- Relator(a)
- Ministro Humberto Martins
- Órgão julgador
- Segunda Turma
- Data do julgamento
- 14/04/2015
- Data de publicação
- 20/04/2015
STJ – Acórdão, Rel. Ministro Humberto Martins, Segunda Turma, j. 14/04/2015, p. 20/04/2015
PROCESSO CIVIL E ADMINISTRATIVO. VIOLAÇÃO DO ART. 535 DO CPC. INEXISTÊNCIA. IMPROBIDADE ADMINISTRATIVA. APLICAÇÃO DA LEI DE IMPROBIDADE AOS AGENTES POLÍTICOS. CABIMENTO. PRECEDENTES. SÚMULA 83/STJ. ART. 11 DA LEI N. 8.429/92. NECESSIDADE DE DOLO GENÉRICO NO ELEMENTO SUBJETIVO DO TIPO. PROMOÇÃO PESSOAL EM PROPAGANDA. ATO ÍMPROBO POR VIOLAÇÃO DO PRINCÍPIO IMPESSOALIDADE CARACTERIZADO. 1. Esta Corte firmou o entendimento no sentido de que o reconhecimento da repercussão geral pelo Supremo Tribunal Federal não enseja o sobrestamento do julgamento dos recursos especiais que tramitam no Superior Tribunal de Justiça. 2. Não há a alegada violação do art. 535 do CPC, pois a prestação jurisdicional foi dada na medida da pretensão deduzida, como se depreende da leitura do acórdão recorrido, que enfrentou, motivadamente, o tema abordado no recurso de apelação, ora tido por omitido, qual seja, "a ausência de ciência do embargante acerca do conteúdo das publicidades institucionais veiculadas". 3. A jurisprudência do Superior Tribunal de Justiça já sedimentou o entendimento no sentido de que a Lei n. 8.429/1992 se aplica aos agentes políticos. Precedentes.
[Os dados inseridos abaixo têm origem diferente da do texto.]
//! A/A baseline: audits Original against itself to measure the judge's own
//! false-positive rate. Fast paths are off, so every pair reaches the judge.

use std::path::{Path, PathBuf};

use serde::Serialize;
use tracing::{info, warn};

use crate::audit::policy::Policy;
use crate::audit::runner::{audit_sets, load_category_table, variant_sets};
use crate::errors::AppError;
use crate::models::{AuditVerdict, Category, Dimension, VariantLabel};
use crate::state::AppState;
use crate::util::{now_utc_string, write_json_pretty};

pub const DEFAULT_SAMPLE_PER_CATEGORY: usize = 20;

#[derive(Debug, Clone, Serialize)]
pub struct AaDimensionSummary {
    pub dimension: Dimension,
    pub comparisons: usize,
    pub false_positives: usize,
    pub judge_failures: usize,
    pub noise_rate_pct: f64,
}

#[derive(Debug, Clone, Serialize)]
pub struct AaReport {
    pub run: String,
    pub generated_at: String,
    pub judge: String,
    pub sample_per_category: usize,
    pub comparisons: usize,
    pub false_positives: usize,
    pub judge_failures: usize,
    /// False positives over judged comparisons, in percent. Judge failures are excluded.
    pub noise_rate_pct: f64,
    pub by_dimension: Vec<AaDimensionSummary>,
    pub verdicts: Vec<AuditVerdict>,
}

fn noise_rate_pct(false_positives: usize, judged: usize) -> f64 {
    if judged == 0 {
        0.0
    } else {
        false_positives as f64 / judged as f64 * 100.0
    }
}

fn summarize<'a>(dimension: Dimension, verdicts: impl Iterator<Item = &'a AuditVerdict>) -> AaDimensionSummary {
    let mut summary = AaDimensionSummary {
        dimension,
        comparisons: 0,
        false_positives: 0,
        judge_failures: 0,
        noise_rate_pct: 0.0,
    };
    for verdict in verdicts {
        summary.comparisons += 1;
        if verdict.is_judge_failure() {
            summary.judge_failures += 1;
        } else if verdict.is_error() {
            summary.false_positives += 1;
        }
    }
    summary.noise_rate_pct =
        noise_rate_pct(summary.false_positives, summary.comparisons - summary.judge_failures);
    summary
}

pub fn report_path(output_root: &Path, run: &str) -> PathBuf {
    output_root.join("baseline_aa").join(run).join("report_aa.json")
}

/// Runs the A/A test on the first `sample` CVs (numeric order) of each category that have
/// a non-empty Original, once per dimension policy.
pub async fn run_baseline(
    state: &AppState,
    join_root: &Path,
    output_root: &Path,
    run: &str,
    dimensions: &[Dimension],
    sample: usize,
) -> Result<AaReport, AppError> {
    let engine = state.engine().without_fast_paths();
    let mut verdicts = Vec::new();
    let mut found_input = false;

    for category in Category::ALL {
        let table = match load_category_table(join_root, run, category) {
            Ok(table) => table,
            Err(e) if e.is_skippable() => {
                warn!(run, category = %category, error = %e, "skipping category");
                continue;
            }
            Err(e) => return Err(e),
        };
        found_input = true;

        let sample_sets: Vec<_> = variant_sets(&table)
            .into_iter()
            .filter(|s| !s.original().is_empty())
            .take(sample)
            .collect();

        for dimension in dimensions {
            let policy = Policy::for_dimension(*dimension);
            let batch = audit_sets(
                &engine,
                &sample_sets,
                category,
                VariantLabel::Original,
                &policy,
                state.config.concurrency,
            )
            .await;
            for verdict in batch.iter().filter(|v| v.is_error()) {
                warn!(
                    run,
                    cv_id = %verdict.cv_id,
                    dimension = %dimension,
                    category = %category,
                    "A/A false positive"
                );
            }
            verdicts.extend(batch);
        }
    }

    if !found_input {
        return Err(AppError::MissingInput {
            run: run.to_string(),
            path: join_root.join(run),
        });
    }

    let by_dimension: Vec<AaDimensionSummary> = dimensions
        .iter()
        .map(|d| summarize(*d, verdicts.iter().filter(|v| v.dimension == *d)))
        .collect();
    let comparisons: usize = by_dimension.iter().map(|d| d.comparisons).sum();
    let false_positives: usize = by_dimension.iter().map(|d| d.false_positives).sum();
    let judge_failures: usize = by_dimension.iter().map(|d| d.judge_failures).sum();

    let report = AaReport {
        run: run.to_string(),
        generated_at: now_utc_string(),
        judge: engine.judge_name().to_string(),
        sample_per_category: sample,
        comparisons,
        false_positives,
        judge_failures,
        noise_rate_pct: noise_rate_pct(false_positives, comparisons - judge_failures),
        by_dimension,
        verdicts,
    };

    let path = report_path(output_root, run);
    write_json_pretty(&path, &report)?;
    info!(
        run,
        comparisons = report.comparisons,
        false_positives = report.false_positives,
        noise_rate_pct = report.noise_rate_pct,
        path = %path.display(),
        "A/A baseline written"
    );
    Ok(report)
}

#[cfg(test)]
mod tests {
    use super::*;
    use crate::audit::judge::{JudgeError, JudgeRequest, RawVerdict, SemanticJudge};
    use crate::config::Config;
    use crate::models::ErrorType;
    use async_trait::async_trait;
    use serde_json::json;
    use std::fs;
    use std::sync::Arc;

    /// Flags every CV whose id ends in 3.
    struct NoisyJudge;

    #[async_trait]
    impl SemanticJudge for NoisyJudge {
        async fn judge(&self, request: &JudgeRequest<'_>) -> Result<RawVerdict, JudgeError> {
            assert_eq!(request.original, request.variant);
            let noisy = request.cv_id.ends_with('3');
            Ok(RawVerdict {
                coherent: !noisy,
                empty_list: false,
                error_type: if noisy { ErrorType::Modification } else { ErrorType::None },
                details: String::new(),
            })
        }

        fn name(&self) -> &'static str {
            "noisy"
        }
    }

    fn join_fixture(root: &Path) {
        let dir = root.join("run1");
        fs::create_dir_all(&dir).unwrap();
        let table: serde_json::Map<String, serde_json::Value> = (1..=5)
            .map(|i| (format!("CV{i}"), json!({"Original": [format!("Hobby {i}")]})))
            .chain(std::iter::once(("CV9".to_string(), json!({"Original": []}))))
            .collect();
        fs::write(dir.join("interests.json"), serde_json::Value::Object(table).to_string()).unwrap();
    }

    #[tokio::test]
    async fn test_rule_judge_has_no_noise_on_identical_pairs() {
        let dir = tempfile::tempdir().unwrap();
        join_fixture(dir.path());
        let state = AppState::from_config(Config::default()).unwrap();
        let report = run_baseline(&state, dir.path(), dir.path(), "run1", &Dimension::BIAS, 20)
            .await
            .unwrap();
        assert_eq!(report.comparisons, 15);
        assert_eq!(report.false_positives, 0);
        assert!(report_path(dir.path(), "run1").exists());
    }

    #[tokio::test]
    async fn test_noise_rate_counts_false_positives_within_sample() {
        let dir = tempfile::tempdir().unwrap();
        join_fixture(dir.path());
        let state = AppState::with_judge(Config::default(), Arc::new(NoisyJudge));
        let report = run_baseline(&state, dir.path(), dir.path(), "run1", &[Dimension::Gender], 4)
            .await
            .unwrap();
        assert_eq!(report.comparisons, 4);
        assert_eq!(report.false_positives, 1);
        assert!((report.noise_rate_pct - 25.0).abs() < 1e-9);
        assert_eq!(report.by_dimension[0].false_positives, 1);
    }
}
Súmula 83/STJ. 4. No caso dos autos, ficou comprovada a utilização de recursos públicos em publicidade, para promoção pessoal, uma vez que a veiculação da imagem do agravante não teve finalidade informativa, educacional ou de orientação, desviando-se do princípio da impessoalidade. 5. Caso em que a conduta do agente se amolda ao disposto no art. 11 da Lei 8.429/1992, pois atenta contra os princípios da Administração Pública, em especial a impessoalidade, além de ofender frontalmente a norma contida no art. 37, § 1º, da Constituição da República, que veda a publicidade governamental para fins de promoção pessoal. 6. As considerações feitas pelo Tribunal de origem NÃO afastam a prática do ato de improbidade administrativa por violação de princípios da Administração Pública, uma vez que foi constatado o elemento subjetivo dolo na conduta do agente, mesmo na modalidade genérica, o que permite o reconhecimento de ato de improbidade administrativa. Agravo regimental improvido. (AgRg no AREsp n. 634.908/MG, relator Ministro Humberto Martins, Segunda Turma, julgado em 14/4/2015, DJe de 20/4/2015.)